Of six former Herndon patrolmen contacted this week, five are working for law enforcement organizations in other area jurisdictions. All painted a picture of Herndon police department headed by a crusty veteran who clamps down unnecessarily on his subordinates to let them know who's boss. Symbolic of that sentiment, they said, was Bishop's insistence that patrolmen wear their hats at all times except in their patrol cars.

Jack Gilbert, a two-year veteran of the force when he resigned last fall, recalled a Fourth of July brawl that broke out when the town's fire marshall tried to confiscate fireworks from a group of youths. Gilbert said he was one of three officers called to the scene.

"There we were trying to break up the fight, when a sergeant came over and put hats on two of the policemen," Gilbert said. "They should have been more concerned with the safety of the fire marshall than with a simple regulation like hats."

Bishop defends his policy on the rationale that a hat is "partly a sign of authority" and serves to properly identify an officer. "I can say I've seen many (dangerous) things that have occurred because a man wasn't identified as a police officer," he says.

Some other local law enforcement authorities don't buy his reasoning. "I like them to wear their hats, but there are times that I know and you know it's not possible," says Vienna Police Chief Vernon Jones. "You take the time to get your hat squared and put your chin strap on -- you could get yourself killed."

In a presentation to the Herndon Town Council this month, former Herndon patrolman Douglas A. Poppa charged that he had been ordered by then-Cpl. Terrance R. Shifflet last month to obtain a warrant against a suspect for trespassing even though he did not have probable cause to suspect the man had committed the crime.

Poppa, now a Loudoun deputy sheriff, said he told Shifflet he had no evidence to back up the charge, but said Shifflet had insisted upon the warrant nonetheless. Police say Shifflet, who could not be reached for comment, has since been bumped down to patrolman status on his own request.

Bishop refused to discuss the case pending the results of the council's legal investigation.

Ex-Herndon officer Jeffries grumbled that Bishop had required officers to "write up a report every time a dog barked." Jesse Bowman, who now works as a Fairfax County policeman, was critical of what he said was Bishop's practice of watching his employes when they were off duty. "Sure it has a chilling effect," said Bowmen. "you begin to wonder what have I done? What are they looking for?"

Bishop has remained placid in the face of the controversy. He maintains that at least half the patrolmen who have resigned the Herndon force were poor quality policeman, and says many might have been fired if they had not resigned.

"They say I'm dictatorial -- I really don't look at it that way," he said.

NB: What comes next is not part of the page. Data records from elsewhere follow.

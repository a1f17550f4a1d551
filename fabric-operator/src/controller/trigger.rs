//! Cross-kind triggers: events on one kind that request reconciles of
//! related objects of another kind.

use fabric_api::labels::VOTE_PROPOSAL;
use fabric_api::{ChaincodeBuild, Federation, ObjectKey, Organization, Proposal, Resource};
use serde_json::Value;

use crate::store::WatchEvent;

/// `(source kind, projection)` feeding the target kind's queue.
#[derive(Clone, Copy)]
pub struct Trigger {
    pub source: &'static str,
    pub target: &'static str,
    pub project: fn(&WatchEvent) -> Vec<ObjectKey>,
}

fn field_key(object: &Value, pointer: &str, kind: &str) -> Vec<ObjectKey> {
    object
        .pointer(pointer)
        .and_then(Value::as_str)
        .filter(|s| !s.is_empty())
        .map(|name| vec![ObjectKey::new(kind, None, name)])
        .unwrap_or_default()
}

fn federation_of(event: &WatchEvent) -> Vec<ObjectKey> {
    field_key(&event.object, "/spec/federation", Federation::KIND)
}

fn network_of(event: &WatchEvent) -> Vec<ObjectKey> {
    field_key(&event.object, "/spec/network", fabric_api::Network::KIND)
}

fn member_organizations(event: &WatchEvent) -> Vec<ObjectKey> {
    let mut names: Vec<&str> = event.object["spec"]["members"]
        .as_array()
        .map(|ms| ms.iter().filter_map(|m| m["name"].as_str()).collect())
        .unwrap_or_default();
    // Removed members need their federation list refreshed too.
    if let Some(old) = &event.old {
        if let Some(ms) = old["spec"]["members"].as_array() {
            names.extend(ms.iter().filter_map(|m| m["name"].as_str()));
        }
    }
    names.sort_unstable();
    names.dedup();
    names
        .into_iter()
        .map(|n| ObjectKey::new(Organization::KIND, None, n))
        .collect()
}

fn owning_build(event: &WatchEvent) -> Vec<ObjectKey> {
    event.object["metadata"]["ownerReferences"]
        .as_array()
        .map(|refs| {
            refs.iter()
                .filter(|r| r["kind"].as_str() == Some(ChaincodeBuild::KIND))
                .filter_map(|r| r["name"].as_str())
                .map(|n| ObjectKey::new(ChaincodeBuild::KIND, None, n))
                .collect()
        })
        .unwrap_or_default()
}

fn voted_proposal(event: &WatchEvent) -> Vec<ObjectKey> {
    let by_label = event.object["metadata"]["labels"][VOTE_PROPOSAL].as_str();
    let by_spec = event.object["spec"]["proposalName"].as_str();
    by_label
        .or(by_spec)
        .map(|n| vec![ObjectKey::new(Proposal::KIND, None, n)])
        .unwrap_or_default()
}

/// Every trigger the operator registers.
pub fn registry() -> Vec<Trigger> {
    vec![
        Trigger {
            source: fabric_api::Network::KIND,
            target: Federation::KIND,
            project: federation_of,
        },
        Trigger {
            source: Proposal::KIND,
            target: Federation::KIND,
            project: federation_of,
        },
        Trigger {
            source: Federation::KIND,
            target: Organization::KIND,
            project: member_organizations,
        },
        Trigger {
            source: fabric_api::Channel::KIND,
            target: fabric_api::Network::KIND,
            project: network_of,
        },
        Trigger {
            source: fabric_api::platform::PipelineRun::KIND,
            target: ChaincodeBuild::KIND,
            project: owning_build,
        },
        Trigger {
            source: fabric_api::Vote::KIND,
            target: Proposal::KIND,
            project: voted_proposal,
        },
    ]
}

"If you don't go out here and screw up a crime scene, I wouldn't say anything about it, now would I?"

Amir Soltari, the owner of a local Sunoco station, who says he had to wait two hours last week for police to respond to his call for emergency help in frightening off vandals, is not so calm. "They (the police) just don't have enough help," he says. "Our service has really gone down over the past two years . . .

"I'm ready to get the hell out of this . . . town."